SUPPLIED INFORMATION:
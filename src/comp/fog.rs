/// 戰爭迷霧揭露紀錄
///
/// 主持人拖曳出圓形區域來揭露地圖，列表只增不減，直到明確重置。
/// 與動態光照無關，不需要任何視線計算。
use log::{info, warn};
use serde::{Deserialize, Serialize};
use vek::Vec2;

use crate::comp::Role;
use crate::error::{Result, VisionError};
use crate::vision::{is_point_in_circle, Point};

/// 已揭露的圓形區域
#[derive(Debug, Clone, Copy, PartialEq, Serialize, Deserialize)]
pub struct RevealedArea {
    pub x: f64,
    pub y: f64,
    pub radius: f64,
}

impl RevealedArea {
    pub fn center(&self) -> Point {
        Vec2::new(self.x, self.y)
    }

    pub fn contains(&self, point: Point) -> bool {
        is_point_in_circle(point, self.center(), self.radius)
    }
}

#[derive(Debug, Clone)]
pub struct FogOfWar {
    enabled: bool,
    revealed: Vec<RevealedArea>,
    /// 小於等於此半徑的揭露視為雜訊
    min_radius: f64,
}

impl Default for FogOfWar {
    fn default() -> Self {
        Self::new(5.0)
    }
}

impl FogOfWar {
    pub fn new(min_radius: f64) -> Self {
        Self {
            enabled: false,
            revealed: Vec::new(),
            min_radius,
        }
    }

    /// 以既有的揭露紀錄建立（載入場景時使用）
    pub fn with_revealed(min_radius: f64, enabled: bool, revealed: Vec<RevealedArea>) -> Self {
        let mut fog = Self::new(min_radius);
        fog.enabled = enabled;
        fog.revealed = revealed
            .into_iter()
            .filter(|area| area.radius.is_finite() && area.radius > min_radius)
            .collect();
        fog
    }

    fn require_host(role: &Role, action: &'static str) -> Result<()> {
        if role.is_host() {
            Ok(())
        } else {
            warn!("非主持人嘗試 {}", action);
            Err(VisionError::HostOnly { action })
        }
    }

    /// 揭露一個圓形區域
    pub fn reveal(&mut self, role: &Role, center: Point, radius: f64) -> Result<RevealedArea> {
        Self::require_host(role, "reveal")?;
        if !radius.is_finite() || !(radius > self.min_radius) {
            return Err(VisionError::RevealTooSmall { radius, min: self.min_radius });
        }
        let area = RevealedArea { x: center.x, y: center.y, radius };
        self.revealed.push(area);
        info!("揭露區域 ({:.1}, {:.1}) 半徑 {:.1}，共 {} 個", area.x, area.y, area.radius, self.revealed.len());
        Ok(area)
    }

    /// 拖曳揭露：起點為圓心，拖曳距離為半徑
    pub fn reveal_drag(&mut self, role: &Role, start: Point, end: Point) -> Result<RevealedArea> {
        self.reveal(role, start, start.distance(end))
    }

    /// 重置視野，回傳清除數量
    pub fn reset(&mut self, role: &Role) -> Result<usize> {
        Self::require_host(role, "reset")?;
        let count = self.revealed.len();
        self.revealed.clear();
        info!("已重置迷霧，清除 {} 個揭露區域", count);
        Ok(count)
    }

    pub fn set_enabled(&mut self, role: &Role, enabled: bool) -> Result<()> {
        Self::require_host(role, "toggle fog")?;
        self.enabled = enabled;
        Ok(())
    }

    pub fn is_enabled(&self) -> bool {
        self.enabled
    }

    pub fn revealed(&self) -> &[RevealedArea] {
        &self.revealed
    }

    /// 點是否落在任一揭露區域內
    pub fn is_revealed(&self, point: Point) -> bool {
        self.revealed.iter().any(|area| area.contains(point))
    }
}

INSTRUCTIONS FOR THE TASK: If a line in the entries contains "start", copy it.

WRITTEN SOLUTION:
    pub fn reveal_drag(&mut self, role: &Role, start: Point, end: Point) -> Result<RevealedArea> {
        self.reveal(role, start, start.distance(end))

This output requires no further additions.